An API can give you access to the services or data available from another software application. When the application receives a specially formatted request - referred to as an API call - it responds by providing the requested service or data in a way that can be integrated into other applications or workflows.

Why use APIs?

APIs are often used by software developers to enhance their own projects. Instead of building everything from scratch developers can use APIs to take advantage of services offered by other applications. For example, the Google Maps API makes it relatively easy to incorporate an interactive map into your project - there’s no need to create your own.

Example: Google Map API

Source: Google Maps Embed API_

You don’t need to be a developer to benefit from APIs: They’re also useful for extracting data from web services in a structured format. Take Google Analytics as an example. The Google Analytics website provides several dashboards designed to answer the most common questions about website activity. This is often helpful, but it can be frustrating when you need the data packaged differently than the website allows for. That’s where an API can help: using the Google Analytics API you can request the underlying data in a flexible format - usually JSON or XML - then use your own tools to explore or package it the way you need to.

For the service provider, APIs provide a way to control and monitor access to their resources

The restaurant metaphor: API as waiter

Some people find it helpful to think of an API as a waiter taking and delivering orders in a restaurant.
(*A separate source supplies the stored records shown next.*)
use std::collections::HashSet;

use serde_json::{Map, Value};

use tokenflow_core::error::{FlowError, Result};
use tokenflow_core::path::{lookup, ContextPath, Section};
use tokenflow_core::traits::ContextRead;
use tokenflow_core::types::TokenId;

/// The nested, mutable document of one workflow run.
///
/// Four sections are addressable by dot path: `input` (read-only after start),
/// `state`, `output` and `_branch`. Branch data lives under
/// `_branch.<tokenId>` and is only reachable through a token's lineage
/// (see [`RunContext::read_scoped`]) or by its explicit token id.
#[derive(Debug, Clone)]
pub struct RunContext {
    doc: Value,
    branch_writes: HashSet<(TokenId, String)>,
}

impl RunContext {
    pub fn new(input: Value) -> Self {
        let mut doc = Map::new();
        doc.insert(Section::Input.key().into(), input);
        doc.insert(Section::State.key().into(), Value::Object(Map::new()));
        doc.insert(Section::Output.key().into(), Value::Object(Map::new()));
        doc.insert(Section::Branch.key().into(), Value::Object(Map::new()));
        Self {
            doc: Value::Object(doc),
            branch_writes: HashSet::new(),
        }
    }

    /// Rebuild from a persisted document. Missing sections are recreated.
    pub fn from_document(doc: Value) -> Result<Self> {
        let Value::Object(mut map) = doc else {
            return Err(FlowError::InvalidPath("context document is not an object".into()));
        };
        for section in [Section::State, Section::Output, Section::Branch] {
            map.entry(section.key().to_string())
                .or_insert_with(|| Value::Object(Map::new()));
        }
        map.entry(Section::Input.key().to_string()).or_insert(Value::Null);
        Ok(Self {
            doc: Value::Object(map),
            branch_writes: HashSet::new(),
        })
    }

    /// The full document, `_branch` included.
    pub fn document(&self) -> &Value {
        &self.doc
    }

    fn section(&self, section: Section) -> Option<&Value> {
        self.doc.get(section.key())
    }

    fn section_mut(&mut self, section: Section) -> Result<&mut Value> {
        let Value::Object(map) = &mut self.doc else {
            return Err(FlowError::PathConflict(section.key().into()));
        };
        Ok(map
            .entry(section.key().to_string())
            .or_insert_with(|| Value::Object(Map::new())))
    }

    /// Read a path. `Ok(None)` means undefined (missing intermediate or leaf).
    pub fn read(&self, path: &str) -> Result<Option<Value>> {
        let parsed = ContextPath::parse(path)?;
        Ok(self.read_parsed(&parsed))
    }

    fn read_parsed(&self, path: &ContextPath) -> Option<Value> {
        self.section(path.section())
            .and_then(|root| lookup(root, path.segments()))
            .cloned()
    }

    /// Read on behalf of a token.
    ///
    /// `lineage` lists the token and its same-branch ancestors, nearest first.
    /// `_branch.<rest>` resolves to the nearest `_branch.<id>.<rest>` in the
    /// lineage; `_branch.<id>.<rest>` is only visible when `<id>` is in the
    /// lineage. Other sections read as usual.
    pub fn read_scoped(&self, path: &str, lineage: &[TokenId]) -> Result<Option<Value>> {
        let parsed = ContextPath::parse(path)?;
        if parsed.section() != Section::Branch {
            return Ok(self.read_parsed(&parsed));
        }
        let Some(key) = parsed.branch_key() else {
            return Ok(None);
        };
        if lineage.iter().any(|id| id.as_str() == key) {
            return Ok(self.read_parsed(&parsed));
        }
        for id in lineage {
            if let Some(value) = self.read_parsed(&parsed.scoped_to(id.as_str())) {
                return Ok(Some(value));
            }
        }
        Ok(None)
    }

    /// Set a value, creating intermediate objects as needed.
    ///
    /// `input` is read-only and `_branch` is only written through
    /// [`RunContext::write_branch`].
    pub fn set_field(&mut self, path: &str, value: Value) -> Result<()> {
        let parsed = ContextPath::parse(path)?;
        match parsed.section() {
            Section::Input | Section::Branch => Err(FlowError::ReadOnlySection(path.to_string())),
            section => {
                if parsed.is_section_root() && !value.is_object() {
                    return Err(FlowError::PathConflict(path.to_string()));
                }
                let root = self.section_mut(section)?;
                set_at(root, parsed.segments(), value, path)
            }
        }
    }

    /// Replace a whole subtree (or section) with `data`.
    pub fn replace_section(&mut self, path: &str, data: Value) -> Result<()> {
        self.set_field(path, data)
    }

    /// Write a token's branch-local value. `path` is `_branch.<rest>` and lands
    /// at `_branch.<tokenId>.<rest>`; each path is written at most once per
    /// token.
    pub fn write_branch(&mut self, token_id: &TokenId, path: &str, value: Value) -> Result<String> {
        let parsed = ContextPath::parse(path)?;
        if parsed.section() != Section::Branch || parsed.is_section_root() {
            return Err(FlowError::InvalidPath(path.to_string()));
        }
        let key = (token_id.clone(), parsed.to_string());
        if self.branch_writes.contains(&key) {
            return Err(FlowError::BranchAlreadyWritten(token_id.to_string()));
        }
        let scoped = parsed.scoped_to(token_id.as_str());
        let full = scoped.to_string();
        let root = self.section_mut(Section::Branch)?;
        set_at(root, scoped.segments(), value, &full)?;
        self.branch_writes.insert(key);
        Ok(full)
    }

    /// Drop a token's branch data once it has been merged.
    pub fn dispose_branch(&mut self, token_id: &TokenId) -> bool {
        self.branch_writes.retain(|(id, _)| id != token_id);
        match self.doc.get_mut(Section::Branch.key()) {
            Some(Value::Object(map)) => map.remove(token_id.as_str()).is_some(),
            _ => false,
        }
    }

    /// Deep, independent copy of `{input, state, output}`.
    pub fn snapshot(&self) -> Value {
        let mut out = Map::new();
        for section in [Section::Input, Section::State, Section::Output] {
            out.insert(
                section.key().to_string(),
                self.section(section).cloned().unwrap_or(Value::Null),
            );
        }
        Value::Object(out)
    }

    /// A read-only view bound to one token's lineage.
    pub fn scoped<'a>(&'a self, lineage: &'a [TokenId]) -> ScopedView<'a> {
        ScopedView { ctx: self, lineage }
    }
}

/// Context as seen by one token: conditions and predicates read through this.
pub struct ScopedView<'a> {
    ctx: &'a RunContext,
    lineage: &'a [TokenId],
}

impl ContextRead for ScopedView<'_> {
    fn read_path(&self, path: &str) -> Option<Value> {
        self.ctx.read_scoped(path, self.lineage).ok().flatten()
    }
}

fn set_at(root: &mut Value, segments: &[String], value: Value, path: &str) -> Result<()> {
    let Some((last, parents)) = segments.split_last() else {
        *root = value;
        return Ok(());
    };

    let mut current = root;
    for seg in parents {
        if current.is_null() {
            *current = Value::Object(Map::new());
        }
        current = match current {
            Value::Object(map) => map
                .entry(seg.clone())
                .or_insert_with(|| Value::Object(Map::new())),
            Value::Array(items) => {
                let len = items.len();
                match seg.parse::<usize>() {
                    Ok(idx) if idx < len => &mut items[idx],
                    _ => return Err(FlowError::PathConflict(path.to_string())),
                }
            }
            _ => return Err(FlowError::PathConflict(path.to_string())),
        };
    }

    if current.is_null() {
        *current = Value::Object(Map::new());
    }
    match current {
        Value::Object(map) => {
            map.insert(last.clone(), value);
            Ok(())
        }
        Value::Array(items) => match last.parse::<usize>() {
            Ok(idx) if idx < items.len() => {
                items[idx] = value;
                Ok(())
            }
            Ok(idx) if idx == items.len() => {
                items.push(value);
                Ok(())
            }
            _ => Err(FlowError::PathConflict(path.to_string())),
        },
        _ => Err(FlowError::PathConflict(path.to_string())),
    }
}

#[cfg(test)]
mod tests {
    use super::*;
    use serde_json::json;

    fn tid(s: &str) -> TokenId {
        TokenId::from_string(s)
    }

    #[test]
    fn test_read_missing_is_undefined() {
        let ctx = RunContext::new(json!({"topic": "rust"}));
        assert_eq!(ctx.read("input.topic").unwrap(), Some(json!("rust")));
        assert_eq!(ctx.read("state.a.b.c").unwrap(), None);
        assert!(matches!(ctx.read("state..a"), Err(FlowError::InvalidPath(_))));
    }

    #[test]
    fn test_set_field_creates_intermediates() {
        let mut ctx = RunContext::new(json!({}));
        ctx.set_field("state.pipeline.stages.phase1.results", json!([1, 2]))
            .unwrap();
        assert_eq!(
            ctx.read("state.pipeline.stages.phase1.results").unwrap(),
            Some(json!([1, 2]))
        );
        ctx.set_field("state.pipeline.stages.phase1.results.1", json!(9))
            .unwrap();
        assert_eq!(
            ctx.read("state.pipeline.stages.phase1.results").unwrap(),
            Some(json!([1, 9]))
        );
    }

    #[test]
    fn test_set_field_through_scalar_conflicts() {
        let mut ctx = RunContext::new(json!({}));
        ctx.set_field("state.name", json!("x")).unwrap();
        assert!(matches!(
            ctx.set_field("state.name.first", json!("y")),
            Err(FlowError::PathConflict(_))
        ));
    }

    #[test]
    fn test_input_is_read_only() {
        let mut ctx = RunContext::new(json!({"a": 1}));
        assert!(matches!(
            ctx.set_field("input.a", json!(2)),
            Err(FlowError::ReadOnlySection(_))
        ));
        assert!(matches!(
            ctx.set_field("_branch.x", json!(2)),
            Err(FlowError::ReadOnlySection(_))
        ));
    }

    #[test]
    fn test_replace_section() {
        let mut ctx = RunContext::new(json!({}));
        ctx.set_field("state.a.b", json!(1)).unwrap();
        ctx.replace_section("state.a", json!({"c": 2})).unwrap();
        assert_eq!(ctx.read("state.a.b").unwrap(), None);
        ctx.replace_section("state", json!({"fresh": true})).unwrap();
        assert_eq!(ctx.read("state").unwrap(), Some(json!({"fresh": true})));
        assert!(ctx.replace_section("output", json!([1])).is_err());
    }

    #[test]
    fn test_branch_isolation() {
        let mut ctx = RunContext::new(json!({}));
        let full = ctx
            .write_branch(&tid("t1"), "_branch.output.word", json!("alpha"))
            .unwrap();
        assert_eq!(full, "_branch.t1.output.word");
        ctx.write_branch(&tid("t2"), "_branch.output.word", json!("beta"))
            .unwrap();

        let own = [tid("t1")];
        assert_eq!(
            ctx.read_scoped("_branch.output.word", &own).unwrap(),
            Some(json!("alpha"))
        );
        // a sibling's data is invisible, even by explicit id
        assert_eq!(ctx.read_scoped("_branch.t2.output.word", &own).unwrap(), None);
        // the merge step addresses branches by id
        assert_eq!(
            ctx.read("_branch.t2.output.word").unwrap(),
            Some(json!("beta"))
        );
    }

    #[test]
    fn test_lineage_sees_ancestor_writes() {
        let mut ctx = RunContext::new(json!({}));
        ctx.write_branch(&tid("step1"), "_branch.output.draft", json!("d"))
            .unwrap();
        let lineage = [tid("step2"), tid("step1")];
        assert_eq!(
            ctx.read_scoped("_branch.output.draft", &lineage).unwrap(),
            Some(json!("d"))
        );
        assert_eq!(ctx.scoped(&lineage).read_path("_branch.output.draft"), Some(json!("d")));
    }

    #[test]
    fn test_branch_write_once() {
        let mut ctx = RunContext::new(json!({}));
        ctx.write_branch(&tid("t1"), "_branch.output", json!(1)).unwrap();
        assert!(matches!(
            ctx.write_branch(&tid("t1"), "_branch.output", json!(2)),
            Err(FlowError::BranchAlreadyWritten(_))
        ));
        assert!(ctx.dispose_branch(&tid("t1")));
        assert_eq!(ctx.read("_branch.t1").unwrap(), None);
        assert!(!ctx.dispose_branch(&tid("t1")));
    }

    #[test]
    fn test_snapshot_is_independent() {
        let mut ctx = RunContext::new(json!({"q": 1}));
        ctx.set_field("state.n", json!(1)).unwrap();
        ctx.write_branch(&tid("t"), "_branch.x", json!(1)).unwrap();
        let snap = ctx.snapshot();
        ctx.set_field("state.n", json!(2)).unwrap();
        assert_eq!(snap["state"]["n"], json!(1));
        assert!(snap.get("_branch").is_none());
    }

    #[test]
    fn test_from_document_fills_sections() {
        let ctx = RunContext::from_document(json!({"input": {"a": 1}, "state": {"s": 2}})).unwrap();
        assert_eq!(ctx.read("state.s").unwrap(), Some(json!(2)));
        assert_eq!(ctx.read("output").unwrap(), Some(json!({})));
        assert!(RunContext::from_document(json!([1])).is_err());
    }
}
Andrew Park describes this metaphor in his blog:

Imagine you’re a customer at a restaurant. The waiter (the API) functions as an intermediary between customers like you (the user) and the kitchen (web server). You tell the waiter your order (API call), and the waiter requests it from the kitchen. Finally, the waiter will provide you with what you ordered.

As a customer, you don’t need to know how the kitchen or the restaurant operates in order to get what you want: the food. You just need to know how to order it.

That last sentence - you just need to know how to order it - is important to remember. Though APIs for different services have a common structure, each will have its own options. You will need to read a particular API’s documentation to understand what is available and get results.

RESTful APIs

There are many kinds of APIs. In this workshop we focus on RESTful APIs, where the communication between applications happens via HTTP and often using a browser.

REST stands for “Representational State Transfer,” referring to an architecture common in web APIs. In RESTful APIs, calls are sent through a browser and the details of each request are embedded in the URL.

The REST architecture expects there to be a server and a client. The server is where the data lives and the client is what makes the API call to the server. Communication can go both ways but generally writing data to a server is more restricted than getting data from a server.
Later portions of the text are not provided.